Whatever the reasons, scientists and data analysts have embraced remote computing slowly, but they are coming around. Cloud-based tools for machine learning, artificial intelligence, and data analysis are growing. Some of the reasons are the same ones that drove interest in cloud-based document editing and email. Teams can log into a central repository from any machine and do the work in remote locations, on the road, or maybe even at the beach. The cloud handles backups and synchronization, simplifying everything for the group.
But there are also practical reasons why the cloud is even better for data analysis. When the data sets are large, cloud users can spool up large jobs on rented hardware that accomplish the work much, much faster. There is no need to start your PC working and then go out to lunch only to come back to find out that the job failed after a few hours. Now you can push the button, spin up dozens of cloud instances loaded with tons of memory, and watch your code fail in a few minutes. Since the clouds now bill by the second, you can save time and money.

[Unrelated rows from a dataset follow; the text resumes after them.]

//! # Repository Implementations
//!
//! Each repository owns the SQL for one aggregate:
//!
//! - [`catalog`] - Brands, phone models, problems, repair prices, and the
//!   site-wide discount (read model + maintainer writes)
//! - [`order`] - The order aggregate: atomic creation, guarded lifecycle
//!   updates, explicit recalculation
//!
//! Queries are runtime-checked (`sqlx::query_as` with `FromRow` derives on
//! the core entities) and every filter parameter is an explicit method
//! argument - no implicit default scoping.

pub mod catalog;
pub mod order;
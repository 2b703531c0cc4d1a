//! # repairhub-db: Database Layer for RepairHub
//!
//! This crate provides database access for the RepairHub backend.
//! It uses SQLite with sqlx for async operations.
//!
//! ## Architecture Position
//! ```text
//! ┌─────────────────────────────────────────────────────────────────────────┐
//! │                       RepairHub Data Flow                               │
//! │                                                                         │
//! │  Service call (create_order, preview_price, ...)                        │
//! │       │                                                                 │
//! │       ▼                                                                 │
//! │  ┌─────────────────────────────────────────────────────────────────┐   │
//! │  │                   repairhub-db (THIS CRATE)                     │   │
//! │  │                                                                 │   │
//! │  │   ┌───────────────┐    ┌───────────────┐    ┌──────────────┐  │   │
//! │  │   │   Database    │    │  Repositories │    │  Migrations  │  │   │
//! │  │   │   (pool.rs)   │    │ (catalog.rs,  │    │  (embedded)  │  │   │
//! │  │   │               │    │  order.rs)    │    │              │  │   │
//! │  │   │ SqlitePool    │◄───│ CatalogRepo   │    │ 001_init.sql │  │   │
//! │  │   │ Connection    │    │ OrderRepo     │    │ ...          │  │   │
//! │  │   │ Management    │    │               │    │              │  │   │
//! │  │   └───────────────┘    └───────────────┘    └──────────────┘  │   │
//! │  │                                                                 │   │
//! │  └─────────────────────────────────────────────────────────────────┘   │
//! │       │                                                                 │
//! │       ▼                                                                 │
//! │  SQLite database (WAL mode, foreign keys ON)                            │
//! └─────────────────────────────────────────────────────────────────────────┘
//! ```
//!
//! ## Module Organization
//!
//! - [`pool`] - Connection pool creation and configuration
//! - [`migrations`] - Embedded database migrations
//! - [`error`] - Database error types
//! - [`repository`] - Repository implementations (catalog, order)
//!
//! ## Usage
//!
//! ```rust,ignore
//! use repairhub_db::{Database, DbConfig};
//!
//! // Create database with default config (runs migrations)
//! let db = Database::new(DbConfig::new("path/to/repairhub.db")).await?;
//!
//! // Use repositories
//! let brands = db.catalog().list_active_brands().await?;
//! let order = db.orders().get_by_number("ORD-1A2B3C4D").await?;
//! ```

// =============================================================================
// Module Declarations
// =============================================================================

pub mod error;
pub mod migrations;
pub mod pool;
pub mod repository;

// =============================================================================
// Re-exports
// =============================================================================

pub use error::{DbError, DbResult};
pub use pool::{Database, DbConfig};

// Repository re-exports for convenience
pub use repository::catalog::CatalogRepository;
pub use repository::order::OrderRepository;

There are dangers too. The biggest is the amorphous worry about privacy. Some data analysis involves personal information from subjects who trusted you to protect them. We’ve grown accustomed to the security issues involved in locking data on a hard drive in your lab. It’s hard to know just what’s going on in the cloud.
It will be some time before we’re comfortable with the best practices used by the cloud providers but already people are recognizing that maybe the cloud providers can hire more security consultants than the grad student in the corner of a lab. It’s not like personal computers are immune from viruses or other backdoors. If the personal computer is connected to the Internet, well, you might say it’s already part of the cloud.